Reader, I have paid so many late fees. I’m blacklisted from at least two library networks. I am not kidding.
It’s not just books, of course. It’s anything in a library’s collection. One of my most formative childhood memories is of me sobbing helplessly as I searched my family’s two-bedroom apartment for a misplaced copy of Miss Piggle-Wiggle on VHS. That was exceptionally bad because late fees were like $2 a day or something for videos, substantially more terrifying than the 5 cents a day charged for late reading materials. (The VHS was under my dad’s computer desk, by the way.)
After this became a pattern, when I was about eight or so (my parents somewhat problematically believed I should manage my own calendar in elementary school), I started to relish moments when I did not need to think about due dates. Or late fees. Or finding lost items. (I am a terrible finder.)
I remember the first time this happened. I was laying on my parents’ waterbed (yep) one afternoon, staring vacantly out of a ground-level window, which was mostly covered by shrubs. I don’t remember what I’d been thinking about until that moment, but an intrusive thought elbowed its way to the front of my mind: Do you have any overdue books from the library?
I’m not being hyperbolic when I say the relief that washed over me when I realized that I did not felt as cathartic as passing in my thesis during grad school.
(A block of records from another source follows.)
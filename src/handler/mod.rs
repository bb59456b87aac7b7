//! # Handler Module
//!
//! The adapter handlers and decorators that make up a route's handler chain.
//!
//! ## Overview
//!
//! Every node implements [`ChainHandler`]: invoked once per matching request
//! with the exchange, returning an [`Outcome`]. The innermost node wraps the
//! route's terminal [`RouteHandler`] with the adapter selected for the
//! route's capability:
//!
//! - [`DeferredHandler`] — registers a completion callback on a deferred value
//! - [`SingleHandler`] / [`MaybeHandler`] — subscribe to one / zero-or-one
//!   async value
//! - [`StreamHandler`] — bounded-demand chunk subscription
//! - [`NoopHandler`] — cancellable handle; the handler's own job writes
//! - [`ReaderHandler`] / [`FileHandler`] — blocking raw byte copy
//! - [`DefaultHandler`] — plain return value written as the body
//! - [`PassthroughHandler`] — the handler already wrote the response
//!
//! Decorators wrap adapters: [`DetachHandler`] marks async exchanges
//! detached; [`WorkerHandler`] and [`ExecHandler`] move invocation onto the
//! worker pool or a route-scoped executor.
//!
//! ## Error policy
//!
//! A failure from the terminal handler or from a producer is delivered to the
//! exchange's error hand-off exactly once, and the adapter returns
//! [`Outcome::Errored`] instead of propagating, so outer decorators still
//! finalize their bookkeeping.

mod core;
mod deferred;
mod detach;
mod dispatch;
mod noop;
mod raw;
mod single;
mod stream;
mod sync;

pub use core::{route_fn, ChainHandler, HandlerChain, Outcome, RouteHandler};
pub use deferred::DeferredHandler;
pub use detach::DetachHandler;
pub use dispatch::{ExecHandler, WorkerHandler};
pub use noop::NoopHandler;
pub use raw::{FileHandler, ReaderHandler};
pub use single::{MaybeHandler, SingleHandler};
pub use stream::StreamHandler;
pub use sync::{DefaultHandler, PassthroughHandler};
I was thinking about all this in the context of Our Current Situation this week, as I struggled to remember what it was like to be able to make plans to do anything, literally anything without worrying whether you’d have to cancel them because someone got a sore throat or because you got a sore throat and COVID tests can take a week to come back or because there’s absolutely no way of knowing what norms will be like three weeks or six months from now.
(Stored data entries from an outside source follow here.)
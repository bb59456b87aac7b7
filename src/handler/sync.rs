use std::sync::Arc;

use super::core::{reject_mismatch, ChainHandler, Outcome, RouteHandler};
use crate::exchange::ExchangeRef;
use crate::producer::ReturnValue;

/// Adapter for the `None` capability: the return value is an
/// already-computed body and is written as-is.
pub struct DefaultHandler {
    next: Arc<dyn RouteHandler>,
}

impl DefaultHandler {
    pub fn new(next: Arc<dyn RouteHandler>) -> Self {
        Self { next }
    }
}

impl ChainHandler for DefaultHandler {
    fn invoke(&self, exchange: &ExchangeRef) -> Outcome {
        match self.next.call(exchange) {
            Ok(ReturnValue::Value(value)) => {
                exchange.write_body(value);
                Outcome::Completed
            }
            Ok(other) => reject_mismatch(exchange, "a plain body", &other),
            Err(cause) => {
                exchange.send_error(cause);
                Outcome::Errored
            }
        }
    }
}

/// Adapter for the `PassthroughContext` capability: the handler wrote the
/// response through the exchange itself; nothing is consumed here.
pub struct PassthroughHandler {
    next: Arc<dyn RouteHandler>,
}

impl PassthroughHandler {
    pub fn new(next: Arc<dyn RouteHandler>) -> Self {
        Self { next }
    }
}

impl ChainHandler for PassthroughHandler {
    fn invoke(&self, exchange: &ExchangeRef) -> Outcome {
        match self.next.call(exchange) {
            Ok(ReturnValue::Exchange) => Outcome::Completed,
            Ok(other) => reject_mismatch(exchange, "the exchange marker", &other),
            Err(cause) => {
                exchange.send_error(cause);
                Outcome::Errored
            }
        }
    }
}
There’s a reflex right now to joke about the last things you did before everything went to shit, but lately, I’m wondering if, when all of this is over, will I take a moment every now and then to breathe deeply and soak in the intoxicating, weightless feeling of knowing that at least I’m not stressed about that? And will that just evolve into its own form of anxiety? A recurring appointment in my Google Calendar for unknown, future calamity?
It’s strange, after all, to realize you are weightless — to pass in the thesis, to pay off your library fees, to make your deadline, and immediately look for the next tether. You let go of a thing that you spent so long wanting to get off of your shoulders, only to find yourself preparing for the next unbearable weight to take its own turn trying to crush you. Enjoy this, I tell myself during those fleeting moments of easy-going, but be prepared for what comes next.
Of course, that’s probably impossible. If it is possible, I’ve never once succeeded. Living in the moment and “savoring the now” is for momfluencers who do digital detoxes and the bad poetry I wrote in the ninth grade. I’m not sure if it’s real at all. And it’s certainly, certainly never stopped me from opening new library accounts in new networks, as I move to them. Not once. Not ever.